Coalition of advocacy groups issues an 8-point worker-safety agenda
More than 100 organizations call for immediate action to reverse Trump-era policies and ensure workplace protection from COVID-19.
Calling OSHA a “catastrophic failure” during the pandemic, the National Council for Occupational Safety and Health has teamed up with more than 100 labor and community-based organizations on an eight-point agenda for worker safety and health.
COSH called its national agenda, released last week, a transformational vision for the future of worker health and safety in the U.S. It pulls together ideas based on actual workplace experiences to confront COVID-19 and other longstanding workplace hazards.
“Workers are sick, broke and dying because so far during this pandemic, employers, OSHA and our federal government have failed to protect them from the risk of infectious disease,” Jessica Martinez, National COSH’s co-executive director, said in a press release. “We know workplace exposures play a major role in the virus transmission.”
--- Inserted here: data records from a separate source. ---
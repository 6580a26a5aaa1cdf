//! Host lifecycle errors
//!
//! Rule-matching failures, handler failures and fact failures are kept
//! apart so a caller can tell a stuck host from a transient one.

use crate::host::{HostId, HostStatus};
use crate::facts::Fact;
use crate::rules::TransitionType;
use thiserror::Error;

/// Errors returned by [`StateMachine::run`](crate::engine::StateMachine::run).
#[derive(Debug, Error)]
pub enum LifecycleError {
    /// No registered rule matched the event and the host's state and facts.
    ///
    /// The host state is left untouched.
    #[error("No transition defined for {transition} in state {state}")]
    NoMatchingTransition {
        /// Event presented to the engine
        transition: TransitionType,
        /// State the host was in
        state: HostStatus,
    },

    /// A rule matched but its post-transition handler failed.
    ///
    /// `destination` has already been written to the host.
    #[error("Post-transition handler for {transition} into {destination} failed: {source}")]
    Handler {
        /// Event presented to the engine
        transition: TransitionType,
        /// State selected by the matching rule
        destination: HostStatus,
        /// Underlying handler failure
        #[source]
        source: HandlerError,
    },

    /// The host is not known to the manager
    #[error("Host {0} not found")]
    HostNotFound(HostId),
}

impl LifecycleError {
    /// Returns `true` when a rule matched and only the handler failed.
    #[must_use]
    pub fn is_handler_failure(&self) -> bool {
        matches!(self, Self::Handler { .. })
    }

    /// State selected before the handler failed, if any.
    #[must_use]
    pub fn selected_state(&self) -> Option<HostStatus> {
        match self {
            Self::Handler { destination, .. } => Some(*destination),
            Self::NoMatchingTransition { .. } | Self::HostNotFound(_) => None,
        }
    }
}

/// Errors raised by post-transition handlers.
#[derive(Debug, Error)]
pub enum HandlerError {
    /// The event sink rejected or failed to deliver an event
    #[error("Event emission failed: {0}")]
    EventSink(String),

    /// Status message template could not be rendered
    #[error("Status template error: {0}")]
    Template(String),
}

/// A single fact that could not be determined.
///
/// Facts that fail are evaluated as `false`; the failure itself is recorded
/// on the snapshot and logged.
#[derive(Debug, Clone, Error)]
pub enum FactError {
    /// The host has never checked in
    #[error("host has no recorded check-in")]
    MissingCheckIn,

    /// Inventory text is not valid inventory JSON
    #[error("malformed inventory: {0}")]
    MalformedInventory(String),

    /// Inventory is valid but lacks the section a fact needs
    #[error("inventory has no {0} section")]
    MissingSection(&'static str),

    /// The fact source could not be reached
    #[error("fact source unavailable: {0}")]
    Unavailable(String),
}

/// Record of a fact that evaluated to `false` because it could not be determined.
#[derive(Debug, Clone, PartialEq, Eq)]
pub struct FactIssue {
    /// Fact affected
    pub fact: Fact,
    /// Rendered failure reason
    pub reason: String,
}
In addition, Martinez pointed out, six poultry workers were killed and many others injured due to a preventable disaster late last month in Gainesville, Georgia. While workers in some occupations have been awarded the title “essential,” that recognition is in words only, according to COSH, without any action to truly value and protect workers. Up until now, the COSH agenda states, neither the Occupational Safety and Health Administration our nation’s safety and health agency, nor any other federal body has enacted meaningful protections
The COSH agenda includes eight goals.
- Strengthen and enforce safety laws and regulations.
- Don’t let employers silence workers. Workers must be protected by strong anti-retaliation protections.
- Listen to workers—they need a seat at the table.
- Safe workplaces for all: Equity and inclusion.
- Guarantee fair and just compensation for workers, with no special deals for corporations.
- Create worker-centered protocols to track, prevent and protect
against COVID-19. - Confront the workplace effects of climate change.
- Prevent chemical catastrophes and harmful exposures.
The agenda calls for immediate action within the next 100 days. These steps include enacting emergency temporary COVID-19 standards for all workplaces. As of now, OSHA has only issued guidelines. New standards should require employers to create and implement a written infection prevention and control plan, developed in collaboration with workers, unions and other worker organizations. In addition, safety protections should align with the occupational health principle of “fixing the work, not the worker.”
In addition, The Biden Administration should reverse measures enacted during the Trump Administration that put meat packing and poultry-plant workers at grave risk of injury, COVID-19 infection and death, the agenda states.
“Our National Agenda is based on listening to workers and health and safety experts, who know about safety problems on their job and know how to fix them,” Martinez said. “With aggressive action, based on workers’ concerns and solutions, the Biden-Harris Administration and Congress can make a difference—saving lives, reducing illness and injuries, and helping U.S. workers and businesses get back to work safely.”